Start of Provided material
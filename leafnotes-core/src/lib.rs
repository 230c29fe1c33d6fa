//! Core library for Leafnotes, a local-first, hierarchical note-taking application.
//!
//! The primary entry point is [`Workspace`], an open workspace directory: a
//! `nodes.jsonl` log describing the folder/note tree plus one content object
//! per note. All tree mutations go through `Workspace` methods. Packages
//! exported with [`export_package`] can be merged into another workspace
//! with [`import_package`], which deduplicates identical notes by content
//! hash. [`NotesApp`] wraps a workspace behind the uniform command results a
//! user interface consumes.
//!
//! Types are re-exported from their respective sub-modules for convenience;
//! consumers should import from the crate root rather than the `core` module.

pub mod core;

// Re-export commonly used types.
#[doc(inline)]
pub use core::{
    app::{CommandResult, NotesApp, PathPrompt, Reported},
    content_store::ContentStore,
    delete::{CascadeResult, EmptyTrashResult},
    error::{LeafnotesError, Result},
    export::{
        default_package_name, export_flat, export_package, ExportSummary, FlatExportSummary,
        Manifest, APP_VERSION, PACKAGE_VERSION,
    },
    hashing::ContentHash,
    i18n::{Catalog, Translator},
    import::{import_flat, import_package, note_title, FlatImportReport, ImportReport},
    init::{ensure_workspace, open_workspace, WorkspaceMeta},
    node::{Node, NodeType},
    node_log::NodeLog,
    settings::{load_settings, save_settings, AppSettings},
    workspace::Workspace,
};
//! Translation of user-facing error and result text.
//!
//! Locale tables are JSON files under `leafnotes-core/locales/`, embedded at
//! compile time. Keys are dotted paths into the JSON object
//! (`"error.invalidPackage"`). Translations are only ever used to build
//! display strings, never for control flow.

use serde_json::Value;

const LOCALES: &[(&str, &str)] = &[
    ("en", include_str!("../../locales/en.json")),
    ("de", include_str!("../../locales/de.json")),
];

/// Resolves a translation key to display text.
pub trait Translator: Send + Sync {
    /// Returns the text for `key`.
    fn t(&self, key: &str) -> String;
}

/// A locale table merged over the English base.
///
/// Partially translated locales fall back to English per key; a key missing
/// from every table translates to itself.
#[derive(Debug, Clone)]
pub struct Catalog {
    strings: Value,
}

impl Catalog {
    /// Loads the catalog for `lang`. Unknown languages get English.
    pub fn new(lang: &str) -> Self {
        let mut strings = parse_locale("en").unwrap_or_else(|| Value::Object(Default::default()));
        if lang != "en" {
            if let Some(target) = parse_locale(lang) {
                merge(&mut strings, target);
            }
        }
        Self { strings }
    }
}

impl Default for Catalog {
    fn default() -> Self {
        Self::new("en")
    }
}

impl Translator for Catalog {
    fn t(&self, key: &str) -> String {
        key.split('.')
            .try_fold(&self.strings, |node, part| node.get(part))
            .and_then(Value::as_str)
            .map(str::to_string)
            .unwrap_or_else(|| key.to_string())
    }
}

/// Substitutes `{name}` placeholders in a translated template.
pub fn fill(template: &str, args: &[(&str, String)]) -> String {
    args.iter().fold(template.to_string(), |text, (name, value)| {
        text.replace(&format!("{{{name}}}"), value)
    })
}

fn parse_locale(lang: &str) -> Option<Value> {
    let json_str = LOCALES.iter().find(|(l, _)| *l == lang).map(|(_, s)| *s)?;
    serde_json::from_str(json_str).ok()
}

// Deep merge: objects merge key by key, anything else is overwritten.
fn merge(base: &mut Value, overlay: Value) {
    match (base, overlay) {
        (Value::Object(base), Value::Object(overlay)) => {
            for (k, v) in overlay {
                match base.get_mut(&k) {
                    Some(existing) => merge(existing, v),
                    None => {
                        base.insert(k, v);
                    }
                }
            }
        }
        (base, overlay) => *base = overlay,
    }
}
End of Provided material
■ Work required ■
What you give back should be only the lines of the records above, starting at the line with "for control flow." and ending at the line with "Returns the text", restated word for word.

■ Result ■
//! display strings, never for control flow.

use serde_json::Value;

const LOCALES: &[(&str, &str)] = &[
    ("en", include_str!("../../locales/en.json")),
    ("de", include_str!("../../locales/de.json")),
];

/// Resolves a translation key to display text.
pub trait Translator: Send + Sync {
    /// Returns the text for `key`.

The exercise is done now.